Efficient <i>De Novo</i> Biosynthesis of Curcumin in <i>Escherichia coli</i> by Optimizing Pathway Modules and Increasing the Malonyl-CoA Supply
Jianbin Chen, Weigao Wang, Lian Wang, Huijing Wang, Minglong Hu, Jingwen Zhou, Guocheng Du, Weizhu Zeng
Abstract
Curcumin is a natural phenylpropanoid compound with various biological activities and is widely used in food and pharmaceuticals. A de novo curcumin biosynthetic pathway was constructed in Escherichia coli BL21(DE3).

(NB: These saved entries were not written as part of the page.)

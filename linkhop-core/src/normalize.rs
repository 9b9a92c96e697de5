//! Stream Normalizer
//!
//! Builds caller-facing descriptors from hop output: labels, quality,
//! playlist detection, the absolute-URL check and exact-duplicate removal.

use std::collections::HashSet;

use url::Url;

use crate::model::{RawCandidate, ResolvedLink, SourceFamily, StreamDescriptor, SubtitleDescriptor};
use crate::quality::QualityRank;
use crate::text::{absolutize, is_absolute_http};

const MEDIA_EXTENSIONS: &[&str] = &["mp4", "mkv", "m3u8", "webm", "avi", "mov", "mpd"];
const SUBTITLE_EXTENSIONS: &[&str] = &["vtt", "srt", "ass", "ttml"];

/// Page-level facts shared by every candidate of one page
#[derive(Debug, Clone, Copy)]
pub struct PageMeta<'a> {
    /// Strategy name
    pub strategy: &'a str,
    pub title: Option<&'a str>,
    pub size: Option<&'a str>,
    pub header: Option<&'a str>,
    /// Final URL of the page, base for relative subtitle links
    pub page_url: &'a str,
    /// Referer handed to the player
    pub referer: &'a str,
}

/// `"{strategy} [{server}]"`, or just the strategy when the server is blank
#[must_use]
pub fn source_label(strategy: &str, server: &str) -> String {
    let server = server.trim();
    if server.is_empty() {
        strategy.to_string()
    } else {
        format!("{strategy} [{server}]")
    }
}

/// Source label followed by `[title]` and `[size]` when known
#[must_use]
pub fn display_name(source_label: &str, title: Option<&str>, size: Option<&str>) -> String {
    let mut name = source_label.to_string();
    for part in [title, size].into_iter().flatten() {
        let part = part.trim();
        if !part.is_empty() {
            name.push_str(" [");
            name.push_str(part);
            name.push(']');
        }
    }
    name
}

fn url_path(url: &str) -> String {
    Url::parse(url)
        .map(|u| u.path().to_ascii_lowercase())
        .unwrap_or_else(|_| url.to_ascii_lowercase())
}

/// HLS or DASH playlist
#[must_use]
pub fn is_adaptive(url: &str) -> bool {
    let path = url_path(url);
    path.contains(".m3u8") || path.contains(".mpd")
}

/// Path ends in a known media file extension
#[must_use]
pub fn is_media_url(url: &str) -> bool {
    let path = url_path(url);
    path.rsplit_once('.')
        .is_some_and(|(_, ext)| MEDIA_EXTENSIONS.contains(&ext))
}

/// Path ends in a known subtitle file extension
#[must_use]
pub fn is_subtitle_url(url: &str) -> bool {
    let path = url_path(url);
    path.rsplit_once('.')
        .is_some_and(|(_, ext)| SUBTITLE_EXTENSIONS.contains(&ext))
}

/// Per-page descriptor builder
///
/// Duplicates are only exact `(family, direct_url)` repeats. The same URL
/// offered through two families is kept twice so the caller can choose.
#[derive(Debug, Default)]
pub struct StreamNormalizer {
    seen: HashSet<(SourceFamily, String)>,
    seen_subtitles: HashSet<String>,
}

impl StreamNormalizer {
    #[must_use]
    pub fn new() -> Self {
        Self::default()
    }

    /// Build the descriptor for one resolved link, or `None` when the link
    /// is not an absolute http(s) URL or was already emitted.
    pub fn stream(
        &mut self,
        meta: &PageMeta<'_>,
        candidate: &RawCandidate,
        link: &ResolvedLink,
    ) -> Option<StreamDescriptor> {
        let url = link.url.trim();
        if !is_absolute_http(url) {
            return None;
        }

        let label = link.label.as_deref().or(candidate.label.as_deref());
        let quality = QualityRank::first_of(
            [label, meta.title, meta.header, Some(candidate.display_text.as_str())]
                .into_iter()
                .flatten(),
        );

        let source_label = source_label(meta.strategy, &candidate.server);
        let display_name = display_name(&source_label, meta.title, meta.size);

        self.admit(StreamDescriptor {
            source_label,
            display_name,
            direct_url: url.to_string(),
            referer: meta.referer.to_string(),
            quality,
            is_adaptive: is_adaptive(url),
            family: candidate.family,
        })
    }

    /// Pass an already-built descriptor through the duplicate filter
    pub fn admit(&mut self, stream: StreamDescriptor) -> Option<StreamDescriptor> {
        self.seen
            .insert((stream.family, stream.direct_url.clone()))
            .then_some(stream)
    }

    /// Absolutize against the page and drop repeats by URL
    pub fn subtitle(
        &mut self,
        meta: &PageMeta<'_>,
        subtitle: SubtitleDescriptor,
    ) -> Option<SubtitleDescriptor> {
        let url = absolutize(meta.page_url, &subtitle.url)?;
        if !is_absolute_http(&url) || !self.seen_subtitles.insert(url.clone()) {
            return None;
        }
        Some(SubtitleDescriptor {
            url,
            label: subtitle.label,
        })
    }
}

#[cfg(test)]
mod tests {
    use super::*;

    fn meta<'a>(title: Option<&'a str>, header: Option<&'a str>) -> PageMeta<'a> {
        PageMeta {
            strategy: "HubCloud",
            title,
            size: Some("1.4 GB"),
            header,
            page_url: "https://hubcloud.test/drive/1",
            referer: "https://hubcloud.test/drive/1",
        }
    }

    fn link(url: &str) -> ResolvedLink {
        ResolvedLink {
            url: url.to_string(),
            label: None,
        }
    }

    #[test]
    fn test_labels() {
        assert_eq!(source_label("GDFlix", "Instant DL"), "GDFlix [Instant DL]");
        assert_eq!(source_label("PixelDrain", ""), "PixelDrain");
        assert_eq!(
            display_name("HubCloud [FSL Server]", Some("Movie.mkv"), Some("2 GB")),
            "HubCloud [FSL Server] [Movie.mkv] [2 GB]"
        );
        assert_eq!(display_name("HubCloud", None, Some(" ")), "HubCloud");
    }

    #[test]
    fn test_quality_precedence() {
        let mut normalizer = StreamNormalizer::new();
        let candidate =
            RawCandidate::new("FSL Server", "Download 480p", "", SourceFamily::DirectFileHost);

        let titled = meta(Some("Movie.2160p.mkv"), Some("Movie 720p"));
        let from_title = normalizer
            .stream(&titled, &candidate, &link("https://cdn.test/1"))
            .unwrap();
        assert_eq!(from_title.quality, QualityRank::P2160);

        let headed = meta(Some("Movie.mkv"), Some("Movie 720p"));
        let from_header = normalizer
            .stream(&headed, &candidate, &link("https://cdn.test/2"))
            .unwrap();
        assert_eq!(from_header.quality, QualityRank::P720);

        let from_text = normalizer
            .stream(&meta(None, None), &candidate, &link("https://cdn.test/3"))
            .unwrap();
        assert_eq!(from_text.quality, QualityRank::P480);

        let labelled = ResolvedLink {
            url: "https://cdn.test/4".to_string(),
            label: Some("1080P".to_string()),
        };
        let from_label = normalizer
            .stream(&meta(Some("Movie.2160p.mkv"), None), &candidate, &labelled)
            .unwrap();
        assert_eq!(from_label.quality, QualityRank::P1080);
    }

    #[test]
    fn test_unknown_quality_when_nothing_matches() {
        let mut normalizer = StreamNormalizer::new();
        let candidate =
            RawCandidate::new("S3 Server", "S3 Server", "", SourceFamily::DirectFileHost);
        let stream = normalizer
            .stream(&meta(Some("Movie.mkv"), None), &candidate, &link("https://cdn.test/m.mkv"))
            .unwrap();
        assert_eq!(stream.quality, QualityRank::Unknown);
        assert_eq!(stream.display_name, "HubCloud [S3 Server] [Movie.mkv] [1.4 GB]");
        assert_eq!(stream.referer, "https://hubcloud.test/drive/1");
    }

    #[test]
    fn test_drops_unresolvable_urls() {
        let mut normalizer = StreamNormalizer::new();
        let candidate = RawCandidate::new("X", "X", "", SourceFamily::RedirectProxy);
        for url in ["", "/relative/path.mkv", "ftp://files.test/a.mkv", "magnet:?xt=abc"] {
            assert!(normalizer.stream(&meta(None, None), &candidate, &link(url)).is_none());
        }
    }

    #[test]
    fn test_dedup_is_per_family() {
        let mut normalizer = StreamNormalizer::new();
        let direct = RawCandidate::new("A", "A", "", SourceFamily::DirectFileHost);
        let proxy = RawCandidate::new("B", "B", "", SourceFamily::RedirectProxy);
        let m = meta(None, None);
        let url = link("https://cdn.test/same.mkv");

        assert!(normalizer.stream(&m, &direct, &url).is_some());
        assert!(normalizer.stream(&m, &direct, &url).is_none());
        assert!(normalizer.stream(&m, &proxy, &url).is_some());
    }

    #[test]
    fn test_adaptive_and_media_detection() {
        assert!(is_adaptive("https://cdn.test/hls/master.m3u8?token=1"));
        assert!(is_adaptive("https://cdn.test/dash/manifest.MPD"));
        assert!(!is_adaptive("https://cdn.test/file.mkv?name=x.m3u8"));
        assert!(is_media_url("https://cdn.test/a/Movie.MKV"));
        assert!(is_media_url("https://cdn.test/a/movie.mov?x=1"));
        assert!(!is_media_url("https://host.test/file/abc"));
        assert!(!is_media_url("https://host.test/page.html"));
        assert!(is_subtitle_url("https://cdn.test/subs/en.VTT?t=1"));
        assert!(is_subtitle_url("https://cdn.test/subs/fr.srt"));
        assert!(!is_subtitle_url("https://cdn.test/a/movie.mkv"));
    }

    #[test]
    fn test_subtitles_absolutized_and_deduped() {
        let mut normalizer = StreamNormalizer::new();
        let m = meta(None, None);
        let first = normalizer
            .subtitle(&m, SubtitleDescriptor::new("/subs/en.vtt", "English"))
            .unwrap();
        assert_eq!(first.url, "https://hubcloud.test/subs/en.vtt");
        assert!(normalizer
            .subtitle(&m, SubtitleDescriptor::new("https://hubcloud.test/subs/en.vtt", "English"))
            .is_none());
    }
}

Optimization of the curcumin biosynthesis module achieved a curcumin titer of 26.8 ± 0.6 mg/L. Regulating the metabolic fluxes of the β-oxidation pathway and fatty acid elongation cycle and blocking the endogenous malonyl-CoA consumption pathway increased the titer to 113.6 ± 7.1 mg/L. Knockout of endogenous curcumin reductase ( curA ) and intermediate product detoxification by heterologous expression of the solvent-resistant pump ( srpB ) increased the titer to 137.5 ± 3.0 mg/L. A 5 L pilot-scale fermentation, using a three-stage pH alternation strategy, increased the titer to 696.2 ± 20.9 mg/L, 178.5-fold higher than the highest curcumin titer from de novo biosynthesis previously reported, thereby laying the foundation for efficient biosynthesis of curcumin and its derivatives.